Joe Louis vs. Jersey Joe Walcott
- Date: December 5, 1947
- Venue: Madison Square Garden, New York City, New York, U.S.
- Title(s) on the line: NBA, NYSAC, and The Ring undisputed heavyweight championship

Tale of the tape
- Boxer: Joe Louis / Jersey Joe Walcott
- Nickname: "The Brown Bomber"
- Hometown: Detroit, Michigan, U.S. / Pennsauken Township, New Jersey, U.S.
- Pre-fight record: 56–1 (48 KO) / 42–13–1 (26 KO)
- Age: 33 years, 6 months / 33 years, 10 months
- Height: 6 ft 1+1⁄2 in (187 cm) / 6 ft 0 in (183 cm)
- Weight: 211+1⁄2 lb (96 kg) / 194+1⁄2 lb (88 kg)
- Style: Orthodox / Orthodox
- Recognition: NBA, NYSAC and The Ring undisputed Heavyweight Champion / NBA No. 1 Ranked Heavyweight

Result
- Louis defeats Walcott by split decision

= Joe Louis vs. Jersey Joe Walcott =

Boxing match

Joe Louis vs. Jersey Joe Walcott was a professional boxing match contested on December 5, 1947, for the undisputed heavyweight championship.

==Background==
Following his September 1946 1st round stoppage victory over Tami Mauriello, Joe Louis had spent the following months fighting in exhibitions across the Americas, attempting to earn enough money to settle his debts. In August it was announced by promoter Mike Jacobs that Louis would face top ranked contender Jersey Joe Walcott in a 10 round bout at Madison Square Garden on 14 November, with the title only on the line via knockout.

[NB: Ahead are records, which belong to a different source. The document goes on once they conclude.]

/**
 * Blog Routes
 * Saving generated drafts and listing the caller's saved posts
 */
use axum::{
    http::{HeaderMap, StatusCode},
    response::{IntoResponse, Response},
    Json,
};
use chrono::{DateTime, Utc};
use serde::{Deserialize, Serialize};
use uuid::Uuid;

use crate::db::{self, models::BlogPost};
use crate::routes::{auth::require_auth, ErrorResponse};

// ============================================================================
// Request/Response Types
// ============================================================================

#[derive(Debug, Deserialize, Serialize, Default)]
pub struct SaveBlogRequest {
    pub title: Option<String>,
    pub content: Option<String>,
}

/// Saved post as returned to the client
#[derive(Debug, Serialize, Deserialize)]
pub struct BlogPostResponse {
    pub id: Uuid,
    pub title: String,
    pub content: String,
    pub created_at: DateTime<Utc>,
}

impl From<BlogPost> for BlogPostResponse {
    fn from(post: BlogPost) -> Self {
        Self {
            id: post.id,
            title: post.title,
            content: post.content,
            created_at: post.created_at,
        }
    }
}

// ============================================================================
// Handlers
// ============================================================================

/// POST /api/save-blog - Persist a generated draft for the caller (auth required)
///
/// Validation and auth run before any write; a rejected request leaves no row.
pub async fn save_blog(headers: HeaderMap, Json(payload): Json<SaveBlogRequest>) -> Response {
    let claims = match require_auth(&headers) {
        Ok(c) => c,
        Err(err_response) => return err_response.into_response(),
    };

    let title = payload.title.as_deref().map(str::trim).unwrap_or_default();
    let content = payload
        .content
        .as_deref()
        .map(str::trim)
        .unwrap_or_default();

    if title.is_empty() || content.is_empty() {
        return (
            StatusCode::BAD_REQUEST,
            Json(ErrorResponse::new("Title and content are required")),
        )
            .into_response();
    }

    let author_id = match claims.user_id() {
        Ok(id) => id,
        Err(_) => {
            return (
                StatusCode::UNAUTHORIZED,
                Json(ErrorResponse::new("Invalid or expired token")),
            )
                .into_response();
        }
    };

    let pool = match db::get_pool() {
        Some(p) => p,
        None => {
            return (
                StatusCode::SERVICE_UNAVAILABLE,
                Json(ErrorResponse::new("Database not available")),
            )
                .into_response();
        }
    };

    match sqlx::query_as::<_, BlogPost>(
        r#"
        INSERT INTO blog_posts (author_id, title, content)
        VALUES ($1, $2, $3)
        RETURNING id, author_id, title, content, created_at
        "#,
    )
    .bind(author_id)
    .bind(title)
    .bind(content)
    .fetch_one(pool.as_ref())
    .await
    {
        Ok(post) => {
            tracing::info!(user = %claims.username, post_id = %post.id, "blog post saved");
            (StatusCode::CREATED, Json(BlogPostResponse::from(post))).into_response()
        }
        Err(e) => {
            tracing::error!("Database error saving blog post: {}", e);
            (
                StatusCode::INTERNAL_SERVER_ERROR,
                Json(ErrorResponse::new("Failed to save post")),
            )
                .into_response()
        }
    }
}

/// GET /api/blogs - List the caller's saved posts, newest first (auth required)
pub async fn list_blogs(headers: HeaderMap) -> Response {
    let claims = match require_auth(&headers) {
        Ok(c) => c,
        Err(err_response) => return err_response.into_response(),
    };

    let author_id = match claims.user_id() {
        Ok(id) => id,
        Err(_) => {
            return (
                StatusCode::UNAUTHORIZED,
                Json(ErrorResponse::new("Invalid or expired token")),
            )
                .into_response();
        }
    };

    let pool = match db::get_pool() {
        Some(p) => p,
        None => {
            return (
                StatusCode::SERVICE_UNAVAILABLE,
                Json(ErrorResponse::new("Database not available")),
            )
                .into_response();
        }
    };

    // Scoped to the caller: one author never sees another's posts
    match sqlx::query_as::<_, BlogPost>(
        r#"
        SELECT id, author_id, title, content, created_at
        FROM blog_posts
        WHERE author_id = $1
        ORDER BY created_at DESC
        "#,
    )
    .bind(author_id)
    .fetch_all(pool.as_ref())
    .await
    {
        Ok(posts) => {
            let items: Vec<BlogPostResponse> =
                posts.into_iter().map(BlogPostResponse::from).collect();
            (StatusCode::OK, Json(items)).into_response()
        }
        Err(e) => {
            tracing::error!("Database error listing blog posts: {}", e);
            (
                StatusCode::INTERNAL_SERVER_ERROR,
                Json(ErrorResponse::new("Failed to fetch posts")),
            )
                .into_response()
        }
    }
}

#[cfg(test)]
mod tests {
    use super::*;
    use crate::routes::auth::create_access_token;
    use axum::body::Body;
    use axum::http::Request;
    use axum::routing::{get, post};
    use axum::Router;
    use tower::ServiceExt;

    fn blog_router() -> Router {
        Router::new()
            .route("/api/save-blog", post(save_blog))
            .route("/api/blogs", get(list_blogs))
    }

    fn bearer() -> String {
        format!(
            "Bearer {}",
            create_access_token(&Uuid::new_v4(), "alice").unwrap()
        )
    }

    async fn send(
        app: Router,
        req: Request<Body>,
    ) -> (StatusCode, axum::body::Bytes) {
        let res = app.oneshot(req).await.unwrap();
        let status = res.status();
        let bytes = axum::body::to_bytes(res.into_body(), usize::MAX)
            .await
            .unwrap();
        (status, bytes)
    }

    #[tokio::test]
    async fn test_save_without_token_returns_unauthorized() {
        let req = Request::post("/api/save-blog")
            .header("content-type", "application/json")
            .body(Body::from(
                serde_json::to_vec(&SaveBlogRequest {
                    title: Some("Cats".to_string()),
                    content: Some("A blog about cats.".to_string()),
                })
                .unwrap(),
            ))
            .unwrap();
        let (status, _) = send(blog_router(), req).await;
        assert_eq!(status, StatusCode::UNAUTHORIZED);
    }

    #[tokio::test]
    async fn test_save_with_garbage_token_returns_unauthorized() {
        let req = Request::post("/api/save-blog")
            .header("content-type", "application/json")
            .header("authorization", "Bearer not.a.jwt")
            .body(Body::from(
                serde_json::to_vec(&SaveBlogRequest {
                    title: Some("Cats".to_string()),
                    content: Some("A blog about cats.".to_string()),
                })
                .unwrap(),
            ))
            .unwrap();
        let (status, _) = send(blog_router(), req).await;
        assert_eq!(status, StatusCode::UNAUTHORIZED);
    }

    #[tokio::test]
    async fn test_save_missing_content_returns_bad_request() {
        let req = Request::post("/api/save-blog")
            .header("content-type", "application/json")
            .header("authorization", bearer())
            .body(Body::from(
                serde_json::to_vec(&SaveBlogRequest {
                    title: Some("Cats".to_string()),
                    content: None,
                })
                .unwrap(),
            ))
            .unwrap();
        let (status, bytes) = send(blog_router(), req).await;
        assert_eq!(status, StatusCode::BAD_REQUEST);
        let body: ErrorResponse = serde_json::from_slice(&bytes).unwrap();
        assert_eq!(body.error, "Title and content are required");
    }

    #[tokio::test]
    async fn test_save_blank_title_returns_bad_request() {
        let req = Request::post("/api/save-blog")
            .header("content-type", "application/json")
            .header("authorization", bearer())
            .body(Body::from(
                serde_json::to_vec(&SaveBlogRequest {
                    title: Some("   ".to_string()),
                    content: Some("A blog about cats.".to_string()),
                })
                .unwrap(),
            ))
            .unwrap();
        let (status, _) = send(blog_router(), req).await;
        assert_eq!(status, StatusCode::BAD_REQUEST);
    }

    #[tokio::test]
    async fn test_list_without_token_returns_unauthorized() {
        let req = Request::get("/api/blogs").body(Body::empty()).unwrap();
        let (status, _) = send(blog_router(), req).await;
        assert_eq!(status, StatusCode::UNAUTHORIZED);
    }

    #[tokio::test]
    async fn test_valid_save_without_database_returns_unavailable() {
        // Auth and validation pass; the missing pool is hit last, so no
        // partial write can have happened earlier either.
        let req = Request::post("/api/save-blog")
            .header("content-type", "application/json")
            .header("authorization", bearer())
            .body(Body::from(
                serde_json::to_vec(&SaveBlogRequest {
                    title: Some("Cats".to_string()),
                    content: Some("A blog about cats.".to_string()),
                })
                .unwrap(),
            ))
            .unwrap();
        let (status, _) = send(blog_router(), req).await;
        assert_eq!(status, StatusCode::SERVICE_UNAVAILABLE);
    }
}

Speaking to the press after the bout was signed Walcott's manage Joe Webster told the press "It took'em a long time to come around to us, and we aren't getting the kind of match we wanted but we're happy to have the chance anyway. Walcott deserved a shot at the title long ago, but Louis kept giving him the cold shoulder. Instead, Louis wanted to fight Joe Baksi who was well beaten by Walcott two years ago."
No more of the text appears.